Glamping çok geniş bir kavram aslında, “glamorous” ve “camping” kelimelerinin birleşiminden oluşuyor.Türkçe anlamıyla “büyüleyici kamping” demek. Bu terim Google’a 2007 senesinde giriyor. Google’a girişi bile çok yeni. Ancak dünyada kabul edilen ilk turistik glamping konsepti İngiliz soylularının Afrika’ya avlanmak için gittiklerinde kullandıkları o lüks çadırlar. O zaman adı glamping olmamakla beraber şu an glamping adını alıyor. Aynı zamanda mantık şu, doğanın bir parçası olup, doğadan kopmadan o konforun sağlanabildiği yerler de konseptin içine girebiliyor. Mesela bugün için Kapadokya’daki bir mağara otel de bir glamping kabul edilebiliyor. Yine bir ağaç ev de bir glamping. Fakat şu anda bu işin yoğun olduğu kampingin lüksleştirilmiş, bütün eksikliklerinin giderilmiş hali diyebiliriz. En azından bizim şu anda yaptığımız bu. Dolayısıyla glamping bir 4 yıldızlı tatil köyü veya otel gibi oturmuş tam bir karşılığı yok. O da kendini bulmaya çalışıyor. Çok geniş bir yelpaze. Ama şu var gerek konaklama kapasitesi gerek alan olarak Türkiye’deki en büyük glamping organizasyonu burası. Türkiye’de daha önce kendini glamping olarak tanımlamış yerler var. Bunlar genellikle Ege ve Akdeniz sahillerine yakın bölgelerde ağırlıkta. Ancak bizim konseptimizin tam karşılığı da değiller. Türkiye’de bir nevi öncü olmaya çalışıyoruz. Çünkü bu işi bu kadar kurumsal, sistematik ve organize yapan ilk glamping tesisiyiz diyebiliriz.Longosphere’i ana hatlarıyla tanıtır mısınız? Konsepti iddialı kılan özellikleri neler?

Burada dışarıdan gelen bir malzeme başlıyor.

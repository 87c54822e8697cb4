use std::sync::Arc;

/// Back-assigns a parent onto a freshly loaded child.
pub type Inverse<C> = Arc<dyn Fn(&mut C) + Send + Sync>;

/// Builds an [`Inverse`] that hands each child its own copy of `parent`.
pub fn inverse<C, P>(parent: P, assign: fn(&mut C, P)) -> Inverse<C>
where
    C: 'static,
    P: Clone + Send + Sync + 'static,
{
    Arc::new(move |child| assign(child, parent.clone()))
}

/// A child member able to hold a reference back to its parent.
///
/// Rows own their data, so the parent is held as a snapshot taken when the
/// relationship was resolved.
pub trait InverseRef<P> {
    fn assign(&mut self, parent: P);
}

impl<P> InverseRef<P> for Option<P> {
    fn assign(&mut self, parent: P) {
        *self = Some(parent);
    }
}

impl<P> InverseRef<P> for Option<Box<P>> {
    fn assign(&mut self, parent: P) {
        *self = Some(Box::new(parent));
    }
}

impl<P> InverseRef<P> for Option<Arc<P>> {
    fn assign(&mut self, parent: P) {
        *self = Some(Arc::new(parent));
    }
}
use rowcast_core::{
    stmt::{StorageClass, Value},
    Error, Result,
};

/// A field type that maps onto a single column.
///
/// `to_value` produces the cell written for the field; `None` means the field
/// is null and the column is left out of the write. Reading goes through
/// [`read_cell`], which handles null cells before `from_cell` is reached.
pub trait Primitive: Sized {
    /// Storage class the column is declared with.
    const STORAGE: StorageClass;

    fn to_value(&self, column: &str) -> Result<Option<Value>>;

    /// Converts a non-null cell.
    fn from_cell(cell: &Value, column: &str) -> Result<Self>;

    /// Value a field takes when its cell is null.
    fn null() -> Self;
}

/// Reads `cell` into a field of type `T`, substituting `T::null()` for null cells.
pub fn read_cell<T: Primitive>(cell: &Value, column: &str) -> Result<T> {
    if cell.is_null() {
        Ok(T::null())
    } else {
        T::from_cell(cell, column)
    }
}

fn mismatch<T>(cell: &Value, column: &str) -> Error {
    // Null never reaches a mismatch, read_cell handles it first
    let storage = cell.storage_class().unwrap_or(StorageClass::Blob);
    Error::type_mismatch(column, storage, std::any::type_name::<T>())
}

macro_rules! impl_integer {
    ( $( $ty:ty ),* ) => {
        $(
            impl Primitive for $ty {
                const STORAGE: StorageClass = StorageClass::Integer;

                fn to_value(&self, _column: &str) -> Result<Option<Value>> {
                    Ok(Some(Value::Integer(i64::from(*self))))
                }

                fn from_cell(cell: &Value, column: &str) -> Result<Self> {
                    match *cell {
                        Value::Integer(v) => {
                            <$ty>::try_from(v).map_err(|_| mismatch::<$ty>(cell, column))
                        }
                        // Stored floats truncate toward zero
                        Value::Real(v) => Ok(v as $ty),
                        _ => Err(mismatch::<$ty>(cell, column)),
                    }
                }

                fn null() -> Self {
                    0
                }
            }
        )*
    };
}

impl_integer!(i8, i16, i32, i64, u16, u32);

macro_rules! impl_float {
    ( $( $ty:ty ),* ) => {
        $(
            impl Primitive for $ty {
                const STORAGE: StorageClass = StorageClass::Real;

                fn to_value(&self, _column: &str) -> Result<Option<Value>> {
                    Ok(Some(Value::Real(f64::from(*self))))
                }

                fn from_cell(cell: &Value, column: &str) -> Result<Self> {
                    match *cell {
                        Value::Real(v) => Ok(v as $ty),
                        Value::Integer(v) => Ok(v as $ty),
                        _ => Err(mismatch::<$ty>(cell, column)),
                    }
                }

                fn null() -> Self {
                    0.0
                }
            }
        )*
    };
}

impl_float!(f32, f64);

impl Primitive for bool {
    const STORAGE: StorageClass = StorageClass::Integer;

    fn to_value(&self, _column: &str) -> Result<Option<Value>> {
        Ok(Some(Value::Integer(i64::from(*self))))
    }

    fn from_cell(cell: &Value, column: &str) -> Result<Self> {
        match *cell {
            Value::Integer(v) => Ok(v == 1),
            _ => Err(mismatch::<bool>(cell, column)),
        }
    }

    fn null() -> Self {
        false
    }
}

impl Primitive for String {
    const STORAGE: StorageClass = StorageClass::Text;

    fn to_value(&self, _column: &str) -> Result<Option<Value>> {
        Ok(Some(Value::Text(self.clone())))
    }

    fn from_cell(cell: &Value, column: &str) -> Result<Self> {
        match cell {
            Value::Text(v) => Ok(v.clone()),
            _ => Err(mismatch::<String>(cell, column)),
        }
    }

    fn null() -> Self {
        String::new()
    }
}

impl Primitive for char {
    const STORAGE: StorageClass = StorageClass::Text;

    fn to_value(&self, _column: &str) -> Result<Option<Value>> {
        Ok(Some(Value::Text(self.to_string())))
    }

    fn from_cell(cell: &Value, column: &str) -> Result<Self> {
        match cell {
            Value::Text(v) => Ok(v.chars().next().unwrap_or_default()),
            _ => Err(mismatch::<char>(cell, column)),
        }
    }

    fn null() -> Self {
        char::default()
    }
}

/// A single byte, stored as a one-byte blob.
impl Primitive for u8 {
    const STORAGE: StorageClass = StorageClass::Blob;

    fn to_value(&self, _column: &str) -> Result<Option<Value>> {
        Ok(Some(Value::Blob(vec![*self])))
    }

    fn from_cell(cell: &Value, column: &str) -> Result<Self> {
        match cell {
            Value::Blob(v) => Ok(v.first().copied().unwrap_or_default()),
            _ => Err(mismatch::<u8>(cell, column)),
        }
    }

    fn null() -> Self {
        0
    }
}

impl Primitive for Vec<u8> {
    const STORAGE: StorageClass = StorageClass::Blob;

    fn to_value(&self, _column: &str) -> Result<Option<Value>> {
        Ok(Some(Value::Blob(self.clone())))
    }

    fn from_cell(cell: &Value, column: &str) -> Result<Self> {
        match cell {
            Value::Blob(v) => Ok(v.clone()),
            _ => Err(mismatch::<Vec<u8>>(cell, column)),
        }
    }

    fn null() -> Self {
        Vec::new()
    }
}

impl<T: Primitive> Primitive for Option<T> {
    const STORAGE: StorageClass = T::STORAGE;

    fn to_value(&self, column: &str) -> Result<Option<Value>> {
        match self {
            Some(v) => v.to_value(column),
            None => Ok(None),
        }
    }

    fn from_cell(cell: &Value, column: &str) -> Result<Self> {
        T::from_cell(cell, column).map(Some)
    }

    fn null() -> Self {
        None
    }
}
mod sql;

mod value;
pub(crate) use value::Value;

use rowcast_core::{
    driver::{Driver, Operation, Response, ResultSet},
    stmt::Target,
    Error, Result,
};
use rusqlite::Connection as RusqliteConnection;
use std::{
    borrow::Cow,
    path::{Path, PathBuf},
    sync::{Mutex, PoisonError},
};
use url::Url;

/// Where a SQLite database lives.
#[derive(Debug, Clone, PartialEq, Eq)]
pub enum Sqlite {
    File(PathBuf),
    InMemory,
}

impl Sqlite {
    /// Create a new SQLite driver with an arbitrary connection URL
    pub fn new(url: impl Into<String>) -> Result<Self> {
        let url_str = url.into();
        let url = Url::parse(&url_str).map_err(|err| {
            Error::invalid_connection_url(format!("{err}; url={url_str}"))
        })?;

        if url.scheme() != "sqlite" {
            return Err(Error::invalid_connection_url(format!(
                "connection URL does not have a `sqlite` scheme; url={url_str}"
            )));
        }

        if url.path() == ":memory:" {
            Ok(Self::InMemory)
        } else if url.path().is_empty() {
            Err(Error::invalid_connection_url(format!(
                "connection URL does not name a database file; url={url_str}"
            )))
        } else {
            Ok(Self::File(PathBuf::from(url.path())))
        }
    }

    /// Create an in-memory SQLite database
    pub fn in_memory() -> Self {
        Self::InMemory
    }

    /// Open a SQLite database at the specified file path
    pub fn open<P: AsRef<Path>>(path: P) -> Self {
        Self::File(path.as_ref().to_path_buf())
    }

    pub fn url(&self) -> Cow<'_, str> {
        match self {
            Sqlite::InMemory => Cow::Borrowed("sqlite::memory:"),
            Sqlite::File(path) => Cow::Owned(format!("sqlite:{}", path.display())),
        }
    }

    /// Opens the database.
    pub fn connect(&self) -> Result<Connection> {
        match self {
            Sqlite::File(path) => Connection::open(path),
            Sqlite::InMemory => Connection::in_memory(),
        }
    }
}

/// An open SQLite database.
///
/// Statements run one at a time behind a mutex; every call is a single
/// statement with no transaction spanning calls.
#[derive(Debug)]
pub struct Connection {
    connection: Mutex<RusqliteConnection>,
}

impl Connection {
    pub fn in_memory() -> Result<Self> {
        let connection =
            RusqliteConnection::open_in_memory().map_err(Error::driver_operation_failed)?;
        Ok(Self::from(connection))
    }

    pub fn open<P: AsRef<Path>>(path: P) -> Result<Self> {
        let connection = RusqliteConnection::open(path).map_err(Error::driver_operation_failed)?;
        Ok(Self::from(connection))
    }

    fn execute(&self, sql: &str, params: Vec<rowcast_core::stmt::Value>) -> Result<u64> {
        tracing::trace!(sql = %sql, "execute");

        let connection = self.connection.lock().unwrap_or_else(PoisonError::into_inner);
        let mut stmt = connection
            .prepare_cached(sql)
            .map_err(Error::driver_operation_failed)?;

        let params = params.into_iter().map(Value::from).collect::<Vec<_>>();
        let count = stmt
            .execute(rusqlite::params_from_iter(params.iter()))
            .map_err(Error::driver_operation_failed)?;

        Ok(count as u64)
    }

    fn insert(&self, sql: &str, params: Vec<rowcast_core::stmt::Value>) -> Result<i64> {
        tracing::trace!(sql = %sql, "insert");

        let connection = self.connection.lock().unwrap_or_else(PoisonError::into_inner);
        let mut stmt = connection
            .prepare_cached(sql)
            .map_err(Error::driver_operation_failed)?;

        let params = params.into_iter().map(Value::from).collect::<Vec<_>>();
        stmt.execute(rusqlite::params_from_iter(params.iter()))
            .map_err(Error::driver_operation_failed)?;

        Ok(connection.last_insert_rowid())
    }

    fn query(&self, sql: &str, params: Vec<rowcast_core::stmt::Value>) -> Result<ResultSet> {
        tracing::trace!(sql = %sql, "query");

        let connection = self.connection.lock().unwrap_or_else(PoisonError::into_inner);
        let mut stmt = connection
            .prepare_cached(sql)
            .map_err(Error::driver_operation_failed)?;

        let columns = stmt
            .column_names()
            .into_iter()
            .map(String::from)
            .collect::<Vec<_>>();
        let width = columns.len();
        let mut ret = ResultSet::new(columns);

        let params = params.into_iter().map(Value::from).collect::<Vec<_>>();
        let mut rows = stmt
            .query(rusqlite::params_from_iter(params.iter()))
            .map_err(Error::driver_operation_failed)?;

        loop {
            match rows.next() {
                Ok(Some(row)) => {
                    let mut items = Vec::with_capacity(width);

                    for index in 0..width {
                        let value: rusqlite::types::Value =
                            row.get(index).map_err(Error::driver_operation_failed)?;
                        items.push(Value::from(value).into_inner());
                    }

                    ret.push(items)?;
                }
                Ok(None) => break,
                Err(err) => return Err(Error::driver_operation_failed(err)),
            }
        }

        Ok(ret)
    }
}

impl From<RusqliteConnection> for Connection {
    fn from(connection: RusqliteConnection) -> Self {
        Self {
            connection: Mutex::new(connection),
        }
    }
}

impl Driver for Connection {
    fn exec(&self, op: Operation) -> Result<Response> {
        let target = op.target();
        let Some(table) = target.as_table() else {
            return Err(unsupported_target(&target));
        };

        match op {
            Operation::CreateTable(op) => {
                self.execute(&sql::create_table(&op.table, &op.columns), vec![])?;
                Ok(Response::empty())
            }
            Operation::DropTable(op) => {
                self.execute(&sql::drop_table(&op.table), vec![])?;
                Ok(Response::empty())
            }
            Operation::Query(op) => {
                let stmt = sql::query(table, op);
                Ok(Response::values(self.query(&stmt.sql, stmt.params)?))
            }
            Operation::Insert(op) => {
                let stmt = sql::insert(table, op);
                Ok(Response::inserted_id(self.insert(&stmt.sql, stmt.params)?))
            }
            Operation::Update(op) => match sql::update(table, op) {
                Some(stmt) => Ok(Response::count(self.execute(&stmt.sql, stmt.params)?)),
                None => Ok(Response::count(0)),
            },
            Operation::Delete(op) => {
                let stmt = sql::delete(table, op);
                Ok(Response::count(self.execute(&stmt.sql, stmt.params)?))
            }
        }
    }
}

fn unsupported_target(target: &Target) -> Error {
    Error::invalid_query(format!(
        "the sqlite driver only addresses local tables, not `{target}`"
    ))
}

Doğa tatili denince çoğu zaman kamping tesisleri akla gelir ve doğayı yaşayabileceğimiz bir tatil için konfordan vazgeçmek gerektiği düşünülür. Biz misafirlerimize konfordan vazgeçmeden bu eşsiz coğrafyanın bize cömertçe sunduğu güzellikleri deneyimleme imkanı sunuyoruz. Günübirlik alanımız bir alışveriş sokağı ile başlıyor. Burada kasap, manav, mezeci, yöresel ürünler dükkanı, sanatçıların, zanaatkarların kullanacağı atölyeler yer alıyor. Piknik alanında konuklarımız dumandan rahatsız olmasın diye 7,5 metre yüksekliğinde, ortak kullanımlı bir barbekü yaptık. Böylelikle hem duman kokusunu ortadan kaldıran hem de yangın riskinin önüne geçen lezzetli bir konfor alanı oluşturduk.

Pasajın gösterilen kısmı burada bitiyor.